A climbing deadlock on Lo Port amid a week of Catalan summit sprints brewed into a little on-road polemica Saturday when Roglic refused to cooperate in Evenepoel’s attempted stage-winning raid.

Evenepoel was seen shouting and gesticulating toward the Slovenian in a bid to get a pull as they charged into Molins de Rei. It’s an incident that was later downplayed but remains an encounter that adds a little depth to what looks set to become a rich Giro ragu in May.

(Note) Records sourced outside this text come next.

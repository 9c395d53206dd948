use serde::{Deserialize, Serialize};

use super::error::ConfigError;

/// 种子错配搜索配置，一个 factory 生命周期内不变，被它创建的所有 driver 共享。
#[derive(Debug, Clone, Serialize, Deserialize, PartialEq, Eq)]
pub struct SeedConfig {
    /// 种子区允许的错配数（0..=3）
    pub seed_mms: u8,
    /// 种子长度，超过读段长度时按读段长度截断
    pub seed_len: usize,
    /// 全长错配罚分之和上限（-e）
    pub qual_cutoff: u32,
    /// 每条读段的回溯上限，只在 seed_mms >= 2 时生效
    pub max_bts: u32,
    /// 同代价候选优先选择已产出命中的链
    pub strand_fix: bool,
    /// MAQ 式罚分取整
    pub maq_penalty: bool,
    /// 回溯按质量罚分排序；关闭时只按错配数排序
    pub qual_order: bool,
    pub do_fw: bool,
    pub do_rc: bool,
    /// 每个方向的区间定位缓存条目数，0 表示不缓存
    pub cache_limit: usize,
    /// 每条读段 Branch / Edit / RangeState 池的容量
    pub pool_capacity: usize,
}

impl Default for SeedConfig {
    fn default() -> Self {
        Self {
            seed_mms: 2,
            seed_len: 28,
            qual_cutoff: 70,
            max_bts: 125,
            strand_fix: true,
            maq_penalty: true,
            qual_order: true,
            do_fw: true,
            do_rc: true,
            cache_limit: 4096,
            pool_capacity: 1 << 20,
        }
    }
}

impl SeedConfig {
    pub fn validate(&self) -> Result<(), ConfigError> {
        if self.seed_mms > 3 {
            return Err(ConfigError::UnsupportedSeedMismatches(self.seed_mms));
        }
        if self.seed_len == 0 {
            return Err(ConfigError::ZeroSeedLength);
        }
        if self.pool_capacity == 0 {
            return Err(ConfigError::ZeroPoolCapacity);
        }
        Ok(())
    }

    /// 单端模式额外要求至少开启一条链
    pub fn validate_unpaired(&self) -> Result<(), ConfigError> {
        self.validate()?;
        if !self.do_fw && !self.do_rc {
            return Err(ConfigError::NoStrands);
        }
        Ok(())
    }
}

/// 配对模式配置
#[derive(Debug, Clone, Serialize, Deserialize, PartialEq, Eq)]
pub struct PairedConfig {
    pub seed: SeedConfig,
    /// 片段来自正链时 mate1 是否以正向出现
    pub mate1_fw: bool,
    pub mate2_fw: bool,
    /// 片段长度下限（-I）
    pub pe_inner: u32,
    /// 片段长度上限（-X）
    pub pe_outer: u32,
    /// 不做配对，两个 mate 各自独立报告
    pub dont_reconcile: bool,
    /// 每个 mate 为对称配对保留的命中数上限
    pub sym_ceil: u32,
    /// 某 mate 的命中数超过该值后，以它的每个命中为锚点扫描参考窗口找另一 mate，
    /// 另一 mate 的索引搜索暂停到扫描次数用完
    pub mixed_thresh: u32,
    /// 每对读段最多的窗口扫描次数
    pub mixed_attempt_lim: u32,
    /// 配对失败时退回为两个 mate 各报告首个命中
    pub fallback_unpaired: bool,
}

impl Default for PairedConfig {
    fn default() -> Self {
        Self {
            seed: SeedConfig::default(),
            mate1_fw: true,
            mate2_fw: false,
            pe_inner: 0,
            pe_outer: 250,
            dont_reconcile: false,
            sym_ceil: 100,
            mixed_thresh: 4,
            mixed_attempt_lim: 100,
            fallback_unpaired: false,
        }
    }
}

impl PairedConfig {
    pub fn validate(&self) -> Result<(), ConfigError> {
        self.seed.validate()?;
        if self.pe_inner > self.pe_outer {
            return Err(ConfigError::EmptyPairWindow { inner: self.pe_inner, outer: self.pe_outer });
        }
        if self.mate_strands().iter().flatten().all(|&on| !on) {
            return Err(ConfigError::NoMateStrands);
        }
        Ok(())
    }

    /// 由 doFw/doRc 与两个 mate 的方向推出需要搜索的 [mate][strand] 组合。
    /// 下标：mate 0/1，strand 0 = 正向，1 = 反向互补。
    pub fn mate_strands(&self) -> [[bool; 2]; 2] {
        let mut on = [[true; 2]; 2];
        let fw_slot = |mate_fw: bool| if mate_fw { 0 } else { 1 };
        if !self.seed.do_fw {
            on[0][fw_slot(self.mate1_fw)] = false;
            on[1][fw_slot(self.mate2_fw)] = false;
        }
        if !self.seed.do_rc {
            on[0][1 - fw_slot(self.mate1_fw)] = false;
            on[1][1 - fw_slot(self.mate2_fw)] = false;
        }
        on
    }
}
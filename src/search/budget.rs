use std::cell::Cell;
use std::rc::Rc;

/// 一条读段内所有子搜索共享的回溯计数。
///
/// 由每读段的搜索会话持有并在读段开始时复位为 `ceiling`；子搜索在构造时拿到共享句柄，
/// 每尝试一次替换扣减一次。计数到零后相关子搜索全部停止，这不是错误。
#[derive(Debug)]
pub struct BacktrackBudget {
    remaining: Rc<Cell<u32>>,
    ceiling: u32,
}

impl BacktrackBudget {
    pub fn new(ceiling: u32) -> Self {
        Self { remaining: Rc::new(Cell::new(ceiling)), ceiling }
    }

    /// 共享同一个计数的句柄
    pub fn share(&self) -> Self {
        Self { remaining: Rc::clone(&self.remaining), ceiling: self.ceiling }
    }

    pub fn reset(&self) {
        self.remaining.set(self.ceiling);
    }

    /// 扣减一次；已耗尽时返回 false 且计数保持为 0
    #[inline]
    pub fn try_consume(&self) -> bool {
        match self.remaining.get() {
            0 => false,
            n => {
                self.remaining.set(n - 1);
                true
            }
        }
    }

    #[inline]
    pub fn remaining(&self) -> u32 {
        self.remaining.get()
    }

    #[inline]
    pub fn exhausted(&self) -> bool {
        self.remaining.get() == 0
    }

    pub fn ceiling(&self) -> u32 {
        self.ceiling
    }
}

#[cfg(test)]
mod tests {
    use super::*;

    #[test]
    fn shared_handles_drain_one_counter() {
        let budget = BacktrackBudget::new(3);
        let a = budget.share();
        let b = budget.share();
        assert!(a.try_consume());
        assert!(b.try_consume());
        assert_eq!(budget.remaining(), 1);
        assert!(a.try_consume());
        assert!(!b.try_consume());
        assert!(budget.exhausted());
        budget.reset();
        assert_eq!(a.remaining(), 3);
    }
}
use anyhow::{bail, Result};
use serde::{Deserialize, Serialize};

use super::fm::FMIndex;
use super::{sa, IndexSide, ReferenceBases, SearchIndex};
use crate::util::dna;

#[derive(Debug, Serialize, Deserialize, Clone)]
pub struct Contig {
    pub name: String,
    pub len: u32,
    pub offset: u32,
}

#[derive(Debug, Serialize, Deserialize, Clone, Default)]
pub struct IndexMeta {
    pub reference_file: Option<String>,
    pub build_args: Option<String>,
    pub build_timestamp: Option<String>,
}

/// 双向参考索引。
///
/// 参考文本为各 contig 依次拼接、每个 contig 后接一个 $（编码 0）。
/// - `fw`：文本本身的 FM 索引，反向搜索即"向左"扩展读段；
/// - `mirror`：去掉末尾 $ 后整体反转、再补 $ 的文本的 FM 索引，反向搜索即"向右"扩展。
///
/// 另外以每字节两个碱基（半字节）打包保存原文，供配对模式窗口扫描按坐标取碱基。
#[derive(Debug, Serialize, Deserialize)]
pub struct ReferenceIndex {
    pub fw: FMIndex,
    pub mirror: FMIndex,
    pub contigs: Vec<Contig>,
    packed: Vec<u8>,
    text_len: u32,
    #[serde(default)]
    pub meta: IndexMeta,
}

impl ReferenceIndex {
    /// 由 (名称, 序列) 构建；序列为 ASCII，非 ACGT 字符按 N 处理。
    pub fn build<S: AsRef<[u8]>>(
        records: &[(String, S)],
        block: usize,
        sa_rate: u32,
    ) -> Result<Self> {
        if records.is_empty() {
            bail!("reference contains no sequences");
        }
        let mut text: Vec<u8> = Vec::new();
        let mut contigs = Vec::with_capacity(records.len());
        for (name, seq) in records {
            let start = text.len() as u32;
            text.extend(dna::normalize_seq(seq.as_ref()).iter().map(|&b| dna::to_alphabet(b)));
            let len = text.len() as u32 - start;
            contigs.push(Contig { name: name.clone(), len, offset: start });
            // sentinel between contigs
            text.push(0);
        }
        if contigs.iter().all(|c| c.len == 0) {
            bail!("reference contains only empty sequences");
        }

        let mut mirror_text: Vec<u8> = text[..text.len() - 1].iter().rev().copied().collect();
        mirror_text.push(0);

        let fw_sa = sa::build_sa(&text);
        let fw = FMIndex::build(&text, &fw_sa, dna::SIGMA as u8, block, sa_rate);
        drop(fw_sa);
        let mirror_sa = sa::build_sa(&mirror_text);
        let mirror = FMIndex::build(&mirror_text, &mirror_sa, dna::SIGMA as u8, block, sa_rate);

        let mut packed = vec![0u8; (text.len() + 1) / 2];
        for (i, &code) in text.iter().enumerate() {
            packed[i >> 1] |= code << ((i & 1) * 4);
        }

        Ok(Self {
            fw,
            mirror,
            contigs,
            packed,
            text_len: text.len() as u32,
            meta: IndexMeta::default(),
        })
    }

    pub fn set_meta(&mut self, meta: IndexMeta) {
        self.meta = meta;
    }

    pub fn side(&self, side: IndexSide) -> &FMIndex {
        match side {
            IndexSide::Forward => &self.fw,
            IndexSide::Mirror => &self.mirror,
        }
    }

    /// 拼接文本中第 `pos` 个编码
    #[inline]
    pub fn text_code(&self, pos: u32) -> u8 {
        let i = pos as usize;
        (self.packed[i >> 1] >> ((i & 1) * 4)) & 0x0f
    }

    pub fn save_to_file(&self, path: &str) -> Result<()> {
        let f = std::fs::File::create(path)?;
        bincode::serialize_into(std::io::BufWriter::new(f), self)?;
        Ok(())
    }

    pub fn load_from_file(path: &str) -> Result<Self> {
        let f = std::fs::File::open(path)?;
        let idx: Self = bincode::deserialize_from(std::io::BufReader::new(f))?;
        Ok(idx)
    }
}

impl SearchIndex for ReferenceIndex {
    fn is_ready(&self) -> bool {
        !self.fw.is_empty() && self.fw.len() == self.mirror.len()
    }

    fn text_len(&self) -> usize {
        self.text_len as usize
    }

    fn full_range(&self, side: IndexSide) -> (usize, usize) {
        (0, self.side(side).len())
    }

    #[inline]
    fn backward_step(&self, side: IndexSide, c: u8, top: usize, bot: usize) -> (usize, usize) {
        self.side(side).rank_range(c, top, bot)
    }

    fn locate(&self, side: IndexSide, row: usize) -> Option<(u32, u32)> {
        self.side(side).locate(row)
    }

    /// 将文本位置映射到 (contig_index, contig_offset)。若落在分隔符($)位置，则返回 None。
    fn map_text_pos(&self, pos: u32) -> Option<(usize, u32)> {
        if self.contigs.is_empty() { return None; }
        let mut lo = 0usize;
        let mut hi = self.contigs.len();
        while lo < hi {
            let mid = (lo + hi) / 2;
            let c = &self.contigs[mid];
            if pos < c.offset {
                hi = mid;
            } else if pos >= c.offset + c.len {
                lo = mid + 1;
            } else {
                return Some((mid, pos - c.offset));
            }
        }
        None
    }
}

impl ReferenceBases for ReferenceIndex {
    fn num_contigs(&self) -> usize {
        self.contigs.len()
    }

    fn contig_len(&self, contig: usize) -> Option<u32> {
        self.contigs.get(contig).map(|c| c.len)
    }

    fn base(&self, contig: usize, off: u32) -> Option<u8> {
        let c = self.contigs.get(contig)?;
        if off >= c.len {
            return None;
        }
        Some(self.text_code(c.offset + off))
    }
}

#[cfg(test)]
mod tests {
    use super::*;

    fn two_contigs() -> ReferenceIndex {
        let recs = vec![
            ("chr1".to_string(), b"ACGTACGTAA".to_vec()),
            ("chr2".to_string(), b"GGNTTA".to_vec()),
        ];
        ReferenceIndex::build(&recs, 4, 3).expect("build")
    }

    #[test]
    fn mirror_searches_rightward() {
        let idx = two_contigs();
        // 在 mirror 上按 P[0], P[1], ... 的顺序做 backward step 等价于在原文中查找 P
        let pat = dna::encode(b"CGTA");
        let (mut top, mut bot) = idx.full_range(IndexSide::Mirror);
        for &c in &pat {
            let (t, b) = idx.backward_step(IndexSide::Mirror, c, top, bot);
            top = t;
            bot = b;
        }
        assert_eq!(bot - top, 2);
        let (l, r) = idx.fw.backward_search(&pat).expect("fw hit");
        assert_eq!(r - l, 2);
    }

    #[test]
    fn packed_bases_round_trip() {
        let idx = two_contigs();
        assert_eq!(idx.base(0, 0), Some(1));
        assert_eq!(idx.base(0, 9), Some(1));
        assert_eq!(idx.base(1, 2), Some(dna::N_CODE));
        assert_eq!(idx.base(1, 6), None);
        assert_eq!(idx.contig_len(1), Some(6));
        assert_eq!(idx.map_text_pos(11), Some((1, 0)));
        assert_eq!(idx.map_text_pos(10), None);
    }

    #[test]
    fn empty_reference_is_rejected() {
        let recs: Vec<(String, Vec<u8>)> = vec![("e".to_string(), Vec::new())];
        assert!(ReferenceIndex::build(&recs, 4, 4).is_err());
    }
}
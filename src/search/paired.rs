//! 双端比对：四个 (mate × 链) 搜索图加协调步骤。
//!
//! 协调规则：
//! - 两个 mate 各自保存最多 `sym_ceil` 个命中，每来一个新命中就与另一 mate
//!   已保存的命中逐个配对；
//! - 某 mate 的命中数超过 `mixed_thresh`（且另一 mate 不是重复的）时，它被标为重复：
//!   它自己的搜索图继续运行，每个命中（包括此前保存的）都作为锚点在参考窗口里
//!   直接扫描另一 mate；另一 mate 的索引搜索暂停；
//! - 每对读段最多扫描 `mixed_attempt_lim` 次，用完后另一 mate 恢复索引搜索；
//! - `dont_reconcile` 时两个 mate 互不相干，各自报告。

use std::collections::HashSet;

use super::arena::Arenas;
use super::budget::BacktrackBudget;
use super::config::PairedConfig;
use super::cost_aware::CostAwareSearchDriver;
use super::driver::{SearchDriver, SearchEnv};
use super::error::{ConfigError, SearchError};
use super::range::{Cost, ResolvedMatch};
use super::read::{Mate, PreparedRead, Read, ReadSet, Strand};
use super::refaligner::{RefAligner, Window};
use super::resolve::{MatchResolver, RangeCaches};
use super::sink::HitSink;
use super::strategy::Strategy;
use super::unpaired::{PairOutcome, ReadOutcome};
use super::AlignerFactory;
use crate::index::{ReferenceBases, SearchIndex};

const MATES: [Mate; 2] = [Mate::One, Mate::Two];

/// 配对几何：方向、上下游与片段长度窗口
#[derive(Debug, Clone, Copy)]
pub struct PairGeometry {
    mate_fw: [bool; 2],
    pe_inner: u32,
    pe_outer: u32,
}

impl PairGeometry {
    pub fn new(cfg: &PairedConfig) -> Self {
        Self {
            mate_fw: [cfg.mate1_fw, cfg.mate2_fw],
            pe_inner: cfg.pe_inner,
            pe_outer: cfg.pe_outer,
        }
    }

    /// 片段来自正链时该 mate 的方向
    fn fw_strand(&self, mate: Mate) -> Strand {
        Strand::from_fw(self.mate_fw[mate.index()])
    }

    /// 命中所在片段是否为正链片段（此时 mate1 在上游）
    fn forward_fragment(&self, mate: Mate, strand: Strand) -> bool {
        strand == self.fw_strand(mate)
    }

    /// 两个命中能否构成协调的一对
    pub fn concordant(&self, m1: &ResolvedMatch, m2: &ResolvedMatch) -> bool {
        if m1.contig != m2.contig {
            return false;
        }
        let fwd = self.forward_fragment(Mate::One, m1.strand);
        if fwd != self.forward_fragment(Mate::Two, m2.strand) {
            return false;
        }
        let (up, down) = if fwd { (m1, m2) } else { (m2, m1) };
        if up.offset > down.offset {
            return false;
        }
        let frag = up.end().max(down.end()) - up.offset;
        (self.pe_inner..=self.pe_outer).contains(&frag)
    }

    /// 以 `anchor` 为锚点时另一 mate 的链与可能的参考窗口
    pub fn partner_window(
        &self,
        anchor: &ResolvedMatch,
        mate: Mate,
        partner_len: u32,
    ) -> (Strand, Window) {
        let fwd = self.forward_fragment(mate, anchor.strand);
        let other = mate.other();
        let strand = if fwd { self.fw_strand(other) } else { self.fw_strand(other).flip() };
        let anchor_upstream = (mate == Mate::One) == fwd;
        let win = if anchor_upstream {
            Window {
                contig: anchor.contig,
                begin: anchor.offset,
                end: anchor.offset.saturating_add(self.pe_outer),
            }
        } else {
            Window {
                contig: anchor.contig,
                begin: anchor.end().saturating_sub(self.pe_outer),
                end: anchor.offset.saturating_add(partner_len),
            }
        };
        (strand, win)
    }
}

pub struct PairedAlignerFactory<'a, I>
where
    I: SearchIndex + ReferenceBases,
{
    index: &'a I,
    cfg: PairedConfig,
    strategy: Strategy,
    caches: Option<RangeCaches>,
}

impl<'a, I> PairedAlignerFactory<'a, I>
where
    I: SearchIndex + ReferenceBases,
{
    pub fn new(index: &'a I, cfg: PairedConfig) -> Result<Self, ConfigError> {
        cfg.validate()?;
        if !index.is_ready() {
            return Err(ConfigError::IndexNotReady);
        }
        let strategy = Strategy::for_mismatches(cfg.seed.seed_mms)?;
        let on = cfg.mate_strands();
        log::info!(
            "paired search: {} seed mismatch(es), graphs m1=[{}, {}] m2=[{}, {}], window {}..={}",
            cfg.seed.seed_mms,
            on[0][0],
            on[0][1],
            on[1][0],
            on[1][1],
            cfg.pe_inner,
            cfg.pe_outer
        );
        Ok(Self { index, cfg, strategy, caches: None })
    }

    pub fn with_shared_caches(mut self, caches: RangeCaches) -> Self {
        self.caches = Some(caches);
        self
    }

    pub fn config(&self) -> &PairedConfig {
        &self.cfg
    }
}

impl<'a, I> AlignerFactory for PairedAlignerFactory<'a, I>
where
    I: SearchIndex + ReferenceBases,
{
    type Aligner = PairedAligner<'a, I>;

    fn create(&self) -> Self::Aligner {
        let seed = &self.cfg.seed;
        let budget = BacktrackBudget::new(seed.max_bts);
        let on = self.cfg.mate_strands();
        let graphs = MATES.map(|m| {
            Strand::BOTH.map(|s| {
                on[m.index()][s.index()].then(|| self.strategy.assemble(seed, m, s, &budget))
            })
        });
        let caches = self.caches.clone().unwrap_or_else(|| RangeCaches::new(seed.cache_limit));
        PairedAligner {
            index: self.index,
            cfg: self.cfg.clone(),
            geometry: PairGeometry::new(&self.cfg),
            uses_budget: self.strategy.uses_budget,
            graphs,
            resolver: MatchResolver::new(caches, true),
            arenas: Arenas::new(seed.pool_capacity),
            budget,
            reads: ReadSet::default(),
            ref_aligner: RefAligner::new(seed),
        }
    }
}

/// 一对读段的协调状态
#[derive(Default)]
struct PairState {
    hits: [Vec<ResolvedMatch>; 2],
    counts: [u32; 2],
    repetitive: [bool; 2],
    stopped: [bool; 2],
    scans: u32,
    pairs: HashSet<(usize, u32, Strand, usize, u32, Strand)>,
    paired: bool,
    halted: bool,
}

pub struct PairedAligner<'a, I>
where
    I: SearchIndex + ReferenceBases,
{
    index: &'a I,
    cfg: PairedConfig,
    geometry: PairGeometry,
    uses_budget: bool,
    graphs: [[Option<CostAwareSearchDriver>; 2]; 2],
    resolver: MatchResolver,
    arenas: Arenas,
    budget: BacktrackBudget,
    reads: ReadSet,
    ref_aligner: RefAligner,
}

impl<I> PairedAligner<'_, I>
where
    I: SearchIndex + ReferenceBases,
{
    pub fn align<S: HitSink + ?Sized>(
        &mut self,
        mate1: &Read,
        mate2: &Read,
        sink: &mut S,
    ) -> Result<ReadOutcome, SearchError> {
        self.arenas.reset();
        self.budget.reset();
        self.resolver.reset();
        self.reads.clear();
        let maq = self.cfg.seed.maq_penalty;
        self.reads.set(Mate::One, PreparedRead::new(mate1, maq));
        self.reads.set(Mate::Two, PreparedRead::new(mate2, maq));
        sink.begin_read();

        {
            let mut env = SearchEnv {
                index: self.index,
                reads: &self.reads,
                arenas: &mut self.arenas,
                seed_len: self.cfg.seed.seed_len,
            };
            for g in self.graphs.iter_mut().flatten().flatten() {
                g.start(&mut env);
            }
        }

        let mut outcome = ReadOutcome::default();
        let mut st = PairState::default();
        while let Some((m, s)) = self.pick(&st) {
            let range = {
                let mut env = SearchEnv {
                    index: self.index,
                    reads: &self.reads,
                    arenas: &mut self.arenas,
                    seed_len: self.cfg.seed.seed_len,
                };
                self.graphs[m.index()][s.index()].as_mut().and_then(|g| g.advance(&mut env))
            };
            let Some(range) = range else { continue };
            outcome.ranges += 1;
            for row in range.top..range.bot {
                let Some(hit) = self.resolver.resolve_row(self.index, &range, row)? else {
                    continue;
                };
                for g in self.graphs[m.index()].iter_mut().flatten() {
                    g.note_reported(hit.strand);
                }
                self.on_hit(m, hit, &mut st, &mut outcome, sink);
                if st.halted {
                    break;
                }
            }
            if st.halted {
                break;
            }
        }

        if self.cfg.dont_reconcile {
            outcome.pair = PairOutcome::Independent;
        } else if st.paired {
            outcome.pair = PairOutcome::Concordant;
        } else {
            outcome.pair = PairOutcome::NoPair;
            if self.cfg.fallback_unpaired && !st.halted {
                for m in MATES {
                    if let Some(h) = st.hits[m.index()].first() {
                        outcome.reported += 1;
                        outcome.pair = PairOutcome::Fallback;
                        if !sink.report(h) {
                            break;
                        }
                    }
                }
            }
        }
        outcome.scans = st.scans as usize;
        outcome.budget_exhausted = self.uses_budget && self.budget.exhausted();
        outcome.arena_exhausted = self.arenas.exhausted();
        log::debug!(
            "pair {}/{}: {:?}, hits m1={} m2={}",
            mate1.name,
            mate2.name,
            outcome.pair,
            st.counts[0],
            st.counts[1]
        );
        Ok(outcome)
    }

    /// 代价下界最小且仍在搜索的图；同代价按 mate1 正、mate1 反、mate2 正、mate2 反
    fn pick(&self, st: &PairState) -> Option<(Mate, Strand)> {
        let mut best: Option<(Cost, Mate, Strand)> = None;
        for m in MATES {
            if st.stopped[m.index()] {
                continue;
            }
            for s in Strand::BOTH {
                let Some(g) = &self.graphs[m.index()][s.index()] else { continue };
                if let Some(c) = g.min_cost() {
                    if best.map_or(true, |(b, ..)| c < b) {
                        best = Some((c, m, s));
                    }
                }
            }
        }
        best.map(|(_, m, s)| (m, s))
    }

    fn on_hit<S: HitSink + ?Sized>(
        &mut self,
        mate: Mate,
        hit: ResolvedMatch,
        st: &mut PairState,
        outcome: &mut ReadOutcome,
        sink: &mut S,
    ) {
        if self.cfg.dont_reconcile {
            outcome.reported += 1;
            st.halted = !sink.report(&hit);
            return;
        }

        let mi = mate.index();
        st.counts[mi] += 1;
        self.pair_with_stored(mate, &hit, st, outcome, sink);
        if st.halted {
            return;
        }
        let stored = st.hits[mi].len() < self.cfg.sym_ceil as usize;
        if stored {
            st.hits[mi].push(hit.clone());
        }

        if st.repetitive[mi] {
            self.scan_partners(mate, &hit, st, outcome, sink);
        } else if st.counts[mi] > self.cfg.mixed_thresh && !st.repetitive[1 - mi] {
            st.repetitive[mi] = true;
            st.stopped[1 - mi] = true;
            log::debug!(
                "{:?} is repetitive ({} hits), scanning for its partner",
                mate,
                st.counts[mi]
            );
            let mut anchors = st.hits[mi].clone();
            if !stored {
                anchors.push(hit);
            }
            for anchor in &anchors {
                self.scan_partners(mate, anchor, st, outcome, sink);
                if st.halted || st.scans >= self.cfg.mixed_attempt_lim {
                    break;
                }
            }
        }
    }

    /// 与另一 mate 已保存的命中逐个配对
    fn pair_with_stored<S: HitSink + ?Sized>(
        &self,
        mate: Mate,
        hit: &ResolvedMatch,
        st: &mut PairState,
        outcome: &mut ReadOutcome,
        sink: &mut S,
    ) {
        let partners: Vec<ResolvedMatch> = st.hits[1 - mate.index()]
            .iter()
            .filter(|o| self.concordant_as(mate, hit, o))
            .cloned()
            .collect();
        for other in &partners {
            self.report_pair(mate, hit, other, st, outcome, sink);
            if st.halted {
                return;
            }
        }
    }

    fn concordant_as(&self, mate: Mate, hit: &ResolvedMatch, other: &ResolvedMatch) -> bool {
        match mate {
            Mate::One => self.geometry.concordant(hit, other),
            Mate::Two => self.geometry.concordant(other, hit),
        }
    }

    fn report_pair<S: HitSink + ?Sized>(
        &self,
        mate: Mate,
        hit: &ResolvedMatch,
        other: &ResolvedMatch,
        st: &mut PairState,
        outcome: &mut ReadOutcome,
        sink: &mut S,
    ) {
        let (m1, m2) = match mate {
            Mate::One => (hit, other),
            Mate::Two => (other, hit),
        };
        if !st.pairs.insert((m1.contig, m1.offset, m1.strand, m2.contig, m2.offset, m2.strand)) {
            return;
        }
        st.paired = true;
        outcome.reported += 2;
        st.halted = !sink.report_pair(m1, m2);
    }

    /// 以 `anchor` 为锚点在窗口内扫描另一 mate。
    ///
    /// 扫描到的新命中与索引命中同等对待：与本 mate 已保存的命中逐个配对并保存。
    /// 扫描次数用完时恢复另一 mate 的索引搜索。
    fn scan_partners<S: HitSink + ?Sized>(
        &mut self,
        mate: Mate,
        anchor: &ResolvedMatch,
        st: &mut PairState,
        outcome: &mut ReadOutcome,
        sink: &mut S,
    ) {
        let other = mate.other();
        let oi = other.index();
        if st.scans >= self.cfg.mixed_attempt_lim {
            self.resume(other, st);
            return;
        }
        let Some(partner) = self.reads.get(other) else { return };
        let (strand, win) = self.geometry.partner_window(anchor, mate, partner.len() as u32);
        if !self.cfg.mate_strands()[oi][strand.index()] {
            return;
        }
        st.scans += 1;
        let found = self.ref_aligner.scan(self.index, partner, strand, Some(other), win);
        for hit in &found {
            if !self.concordant_as(mate, anchor, hit) {
                continue;
            }
            self.report_pair(mate, anchor, hit, st, outcome, sink);
            if st.halted {
                return;
            }
            if !self.resolver.claim(hit, other) {
                continue;
            }
            self.pair_with_stored(other, hit, st, outcome, sink);
            if st.halted {
                return;
            }
            if st.hits[oi].len() < self.cfg.sym_ceil as usize {
                st.hits[oi].push(hit.clone());
            }
        }
        if st.scans >= self.cfg.mixed_attempt_lim {
            self.resume(other, st);
        }
    }

    fn resume(&self, mate: Mate, st: &mut PairState) {
        if st.stopped[mate.index()] {
            st.stopped[mate.index()] = false;
            log::debug!(
                "window scan limit {} reached, resuming {:?}",
                self.cfg.mixed_attempt_lim,
                mate
            );
        }
    }
}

“The end of the stage was a real show,” Roglic said Saturday. “Riding against Remco is never boring. We were expecting something, and we were on guard when he attacked.”

Roglic and Evenepoel will take the gloves off a while after Catalunya’s final circuit stage of Barcelona.

Roglic isn’t slated to race again before the Giro rolls out of the Abruzzo, while Evenepoel will only see a start line for Brabantse Pijl and his Liege-Bastogne-Liege defense.

Evenepoel branded Roglic - who, like him, has won the Vuelta, Liege, and a big bunch of time trials - as his “idol” Saturday.

It doesn’t look like there will be much hero-worshipping in Italy later this month.